Abstract Invasion and metastasis are the major causes of treatment failure in patients with cancer. Here, we investigated the effects of ginsenoside Rh1 on tumor invasion and metastasis in human hepatocellular carcinoma HepG2 cells and its possible mechanism of action. Rh1 showed concentration- and time-dependent inhibition of HepG2 cell migration and invasion. Matrix metalloproteinase-1 (MMP-1) gene expression and its promoter activity were also concentration-dependently inhibited by Rh1 treatment.
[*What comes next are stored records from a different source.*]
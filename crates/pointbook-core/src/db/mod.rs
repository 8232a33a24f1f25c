//! Database access layer with connection pooling and migrations
//!
//! This module is organized by domain:
//! - `history` - Purchase history store (bulk insert, stats, deletes, lookups)
//! - `staff` - Staff directory
//! - `product_groups` - Product groups used for repurchase matching
//! - `import_sessions` - Imported history file log
//! - `backup` - Full export and destructive restore

use chrono::{DateTime, Utc};
use r2d2::{Pool, PooledConnection};
use r2d2_sqlite::SqliteConnectionManager;
use tracing::info;

use crate::error::Result;

mod backup;
mod history;
mod import_sessions;
mod product_groups;
mod staff;

pub type DbPool = Pool<SqliteConnectionManager>;
pub type DbConn = PooledConnection<SqliteConnectionManager>;

/// Parse a SQLite datetime string into a DateTime<Utc>
pub(crate) fn parse_datetime(s: &str) -> DateTime<Utc> {
    // SQLite stores as "YYYY-MM-DD HH:MM:SS" format
    chrono::NaiveDateTime::parse_from_str(s, "%Y-%m-%d %H:%M:%S")
        .map(|dt| dt.and_utc())
        .unwrap_or_else(|_| Utc::now())
}

/// Database wrapper with connection pooling
#[derive(Clone)]
pub struct Database {
    pool: DbPool,
    /// Path to the database file
    db_path: String,
}

impl Database {
    /// Open (or create) the database at `path` and run migrations
    pub fn new(path: &str) -> Result<Self> {
        let manager = SqliteConnectionManager::file(path)
            .with_init(|conn| conn.execute_batch("PRAGMA foreign_keys = ON;"));
        let pool = Pool::builder().max_size(8).build(manager)?;

        let db = Self {
            pool,
            db_path: path.to_string(),
        };
        db.run_migrations()?;

        Ok(db)
    }

    /// Get the path to the database file
    pub fn path(&self) -> &str {
        &self.db_path
    }

    /// Create an isolated throwaway database (for testing)
    ///
    /// Uses a unique temporary file rather than `:memory:` so every pooled
    /// connection sees the same data.
    pub fn in_memory() -> Result<Self> {
        use std::sync::atomic::{AtomicU64, Ordering};
        static COUNTER: AtomicU64 = AtomicU64::new(0);

        let id = COUNTER.fetch_add(1, Ordering::SeqCst);
        let path = std::env::temp_dir().join(format!(
            "pointbook_test_{}_{}.db",
            std::process::id(),
            id
        ));

        // Remove any existing file
        let _ = std::fs::remove_file(&path);

        Self::new(&path.to_string_lossy())
    }

    /// Get a connection from the pool
    pub fn conn(&self) -> Result<DbConn> {
        Ok(self.pool.get()?)
    }

    /// Delete every history record and import session
    ///
    /// Staff and product groups are kept. Irreversible: callers confirm first.
    pub fn clear_all(&self) -> Result<usize> {
        let mut conn = self.conn()?;
        let tx = conn.transaction()?;
        let deleted = tx.execute("DELETE FROM history_records", [])?;
        tx.execute("DELETE FROM import_sessions", [])?;
        tx.commit()?;

        info!("Cleared {} history records", deleted);
        Ok(deleted)
    }

    /// Run database migrations
    fn run_migrations(&self) -> Result<()> {
        let conn = self.conn()?;

        conn.execute_batch(
            r#"
            -- WAL mode: readers don't block the import writer
            PRAGMA journal_mode = WAL;
            PRAGMA cache_size = 2000;
            PRAGMA synchronous = NORMAL;
            PRAGMA temp_store = MEMORY;

            -- Purchase history (append-mostly, never updated in place)
            CREATE TABLE IF NOT EXISTS history_records (
                id INTEGER PRIMARY KEY,
                customer_id TEXT NOT NULL,
                item_id TEXT NOT NULL,
                item_id_normalized TEXT NOT NULL,   -- leading zeros stripped
                date TEXT NOT NULL,                 -- YYYY-MM-DD or ROC YYYMMDD
                quantity INTEGER NOT NULL,          -- negative for returns
                store_name TEXT,                    -- NULL for legacy imports
                sales_person TEXT,
                price REAL,
                unit TEXT,
                item_name TEXT,
                amount REAL,
                category TEXT,
                points REAL,
                ticket_no TEXT,
                created_at DATETIME DEFAULT CURRENT_TIMESTAMP
            );

            CREATE INDEX IF NOT EXISTS idx_history_customer ON history_records(customer_id);
            CREATE INDEX IF NOT EXISTS idx_history_item ON history_records(item_id);
            CREATE INDEX IF NOT EXISTS idx_history_customer_item
                ON history_records(customer_id, item_id_normalized);
            CREATE INDEX IF NOT EXISTS idx_history_store_date ON history_records(store_name, date);

            -- Staff directory
            CREATE TABLE IF NOT EXISTS staff (
                id TEXT PRIMARY KEY,
                name TEXT NOT NULL UNIQUE,
                role TEXT NOT NULL DEFAULT 'SALES',
                branch TEXT,
                customer_id TEXT,
                points_standard REAL,
                cosmetic_standard REAL,
                created_at DATETIME DEFAULT CURRENT_TIMESTAMP
            );

            -- Product groups (interchangeable item codes)
            CREATE TABLE IF NOT EXISTS product_groups (
                id INTEGER PRIMARY KEY,
                group_name TEXT NOT NULL,
                created_at DATETIME DEFAULT CURRENT_TIMESTAMP
            );

            CREATE TABLE IF NOT EXISTS product_group_items (
                id INTEGER PRIMARY KEY,
                group_id INTEGER NOT NULL REFERENCES product_groups(id) ON DELETE CASCADE,
                item_id TEXT NOT NULL,
                item_id_normalized TEXT NOT NULL,
                alias TEXT NOT NULL DEFAULT ''
            );

            CREATE INDEX IF NOT EXISTS idx_group_items_group ON product_group_items(group_id);
            CREATE INDEX IF NOT EXISTS idx_group_items_normalized
                ON product_group_items(item_id_normalized);

            -- Imported history files
            CREATE TABLE IF NOT EXISTS import_sessions (
                id INTEGER PRIMARY KEY,
                filename TEXT,
                content_hash TEXT NOT NULL,
                store_name TEXT,
                row_count INTEGER NOT NULL DEFAULT 0,
                status TEXT NOT NULL DEFAULT 'processing',
                error TEXT,
                created_at DATETIME DEFAULT CURRENT_TIMESTAMP
            );

            CREATE INDEX IF NOT EXISTS idx_import_sessions_hash ON import_sessions(content_hash);
            "#,
        )?;

        info!("Database migrations complete");
        Ok(())
    }
}

#[cfg(test)]
mod tests;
The inhibitory effect of Rh1 on MMP-1 expression was due to inactivation of the mitogen-activated protein kinases (MAPKs) ERK, JNK, and p38 MAPK. By transient transfection analysis with the MMP-1 promoter (− 2846 to − 29 nt) and AP-1 promoter, MMP-1 and AP-1 promoter activities were induced by phorbol myristate acetate (PMA) but were significantly inhibited by PD98059 (ERK1/2 inhibitor) or SP600125 (JNK inhibitor). The induction of MMP-1 and AP-1 promoters by PMA was attenuated by Rh1, and both promoter activities were synergistically inhibited by co-treatment with PD98059. To evaluate the effects of Rh1 on AP-1 dimers, expression analysis and electrophoretic mobility shift (EMSA) assay using radiolabeled AP-1-specific oligomers at proximal site (− 73 nt) and distal site (− 1600 nt) of the MMP-1 promoter were performed. The results showed that Rh1 inhibited the expression of c-Jun and c-Fos but did not affect the DNA binding ability of AP-1-specific oligomers. However, Rh1 attenuated the stability of c-Jun. Therefore, Rh1 has potential for development of novel chemotherapeutic agents for treatment of malignant cancers, including early hepatocellular carcinoma related to MMP-1 expression.